There is, of course, an earthly political agenda behind this text: Jacob’s descendents, as many as the dust of the earth, are to spread out in every direction - a text most likely written late in Israel’s history, for a people under heavy imperial rule in dire need of such hope. But this promise, like the promise to Abraham, carries a universal blessing, a blessing for all the families of the earth. The striking thing is that it’s to come through Jacob! This Jacob. 

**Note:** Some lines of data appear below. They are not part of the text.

//! # Non-blocking event fan-out to multiple subscribers.
//!
//! Provides [`SubscriberSet`]: distributes events to multiple subscribers
//! concurrently without blocking the publisher.
//!
//! ## Architecture
//! ```text
//! emit(event)
//!     │
//!     ├──► [queue 1] ──► worker 1 ──► subscriber1.on_event()
//!     │    (bounded)         └──────► panic → SubscriberPanicked
//!     └──► [queue N] ──► worker N ──► subscriberN.on_event()
//! ```
//!
//! ## Rules
//! - **Overflow**: event dropped for that subscriber only, `SubscriberOverflow` published
//! - **Non-blocking**: `emit()` returns immediately (uses `try_send`)
//! - **Per-subscriber FIFO**: each subscriber sees events in order
//!
//! **Warning**: `AssertUnwindSafe` is used, which can leave shared state inconsistent
//! if a subscriber panics while holding a lock.

use std::sync::Arc;

use futures::FutureExt;
use tokio::{sync::mpsc, task::JoinHandle};

use crate::events::{Bus, Event};
use crate::subscribers::Subscribe;

/// Per-subscriber channel metadata.
struct SubscriberChannel {
    name: &'static str,
    sender: mpsc::Sender<Arc<Event>>,
}

/// Fan-out coordinator for multiple event subscribers.
pub struct SubscriberSet {
    channels: Vec<SubscriberChannel>,
    workers: Vec<JoinHandle<()>>,
    bus: Bus,
}

impl SubscriberSet {
    /// Creates a new set and spawns one worker task per subscriber.
    ///
    /// Must be called from within a tokio runtime.
    #[must_use]
    pub fn new(subs: Vec<Arc<dyn Subscribe>>, bus: Bus) -> Self {
        let mut channels = Vec::with_capacity(subs.len());
        let mut workers = Vec::with_capacity(subs.len());

        for sub in subs {
            let cap = sub.queue_capacity().max(1);
            let name = sub.name();
            let (tx, mut rx) = mpsc::channel::<Arc<Event>>(cap);
            let bus_for_worker = bus.clone();

            let handle = tokio::spawn(async move {
                while let Some(ev) = rx.recv().await {
                    let fut = sub.on_event(ev.as_ref());

                    if let Err(panic_err) = std::panic::AssertUnwindSafe(fut).catch_unwind().await {
                        let info = if let Some(msg) = panic_err.downcast_ref::<&'static str>() {
                            (*msg).to_string()
                        } else if let Some(msg) = panic_err.downcast_ref::<String>() {
                            msg.clone()
                        } else {
                            "unknown panic".to_string()
                        };
                        bus_for_worker.publish(Event::subscriber_panicked(sub.name(), info));
                    }
                }
            });
            channels.push(SubscriberChannel { name, sender: tx });
            workers.push(handle);
        }
        Self {
            channels,
            workers,
            bus,
        }
    }

    /// Returns true when no subscriber is registered.
    pub fn is_empty(&self) -> bool {
        self.channels.is_empty()
    }

    /// Emits an event to all subscribers.
    ///
    /// Overflow events that themselves overflow are not re-published.
    pub fn emit(&self, event: &Event) {
        let event = Arc::new(event.clone());
        let is_overflow_evt = event.is_subscriber_overflow();

        for channel in &self.channels {
            let reason = match channel.sender.try_send(Arc::clone(&event)) {
                Ok(()) => continue,
                Err(mpsc::error::TrySendError::Full(_)) => "full",
                Err(mpsc::error::TrySendError::Closed(_)) => "closed",
            };
            if !is_overflow_evt {
                self.bus
                    .publish(Event::subscriber_overflow(channel.name, reason));
            }
        }
    }

    /// Drops all queues and waits for the workers to drain them.
    pub async fn shutdown(self) {
        drop(self.channels);

        for h in self.workers {
            let _ = h.await;
        }
    }
}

Later - in another God encounter - from which Jacob emerges the crippled victor – his name becomes Israel.  In one sense I find it quite stunning that Jewish tradition carried this story, with such a character signifying their identity. Why hold this story of such a slippery character as their own? Why preserve it in their sacred scripture? Was it that they recognized the human condition? That life lived in the God framework remains very human, very complex, even tricky? Perhaps we should remember that tricksters are strong, complex characters in folklore, and we are reading biblical folklore.

Well, what do we do with this text? Dissect it and extrapolate messages for ourselves? Brueggemann suggests (305) that communities of faith, “whether Israel or the Christian Church [are] … always going to be weird and odd misfits,” and that “what is now being rediscovered, as the Church is being disestablished in the West, is that we are having to face up to our weirdness and the sense of being a misfit in the world.” He continues, “I suppose we always chafe against it, but it seems to me it’s a given in the nature of this community of faith.” But is Jacob either weird or a misfit? Is Brueggemann overstating to make a point? Do we agree in any case?
The vision is, of course, a dream - a night dream. Brueggemann also makes the point that most of us, and the Church itself, are so full of daytime busyness, we need to experience night-time vulnerabilities to recognize the phony-ness of much of the daytime stuff.  A bit tough on the administrators & all those we depend on for that daytime stuff?

Brueggemann’s connections are, as always, worth thinking about, but as with all stories there is no prescribed message to be drawn – each of us receives the story – each of us makes of it what it brings to us – in our here and now.

We may not see angels - we may be very relieved we do not see such awesome angels - but do we sometimes sense, with Jacob, that surely God is in this place and [we] did not know it?

Well all this is early on in Jacob’s story – it continues to his death & he doesn’t entirely change his character – albeit God is with him. If you haven’t met the full story, there’s a lot to come. His love for Rachel, the mother of his sons, Joseph and Benjamin  – the trick played upon the trickster himself by Laban, his uncle – such poignancies, such losses, such conflicts - along with the blessings  – & reconciliation with Esau.[2] A life writ very large in a story gifted to us – each time we return we experience it differently – we learn something more about ourselves, about being in the world, about this God/human relationship, which is the very heart of faith.
Take this book out of the Bible’s library, read it and reread it – in the daytime and in the night. You might even sense some angels. For this story, like the Bible itself, comes to us as a blessing.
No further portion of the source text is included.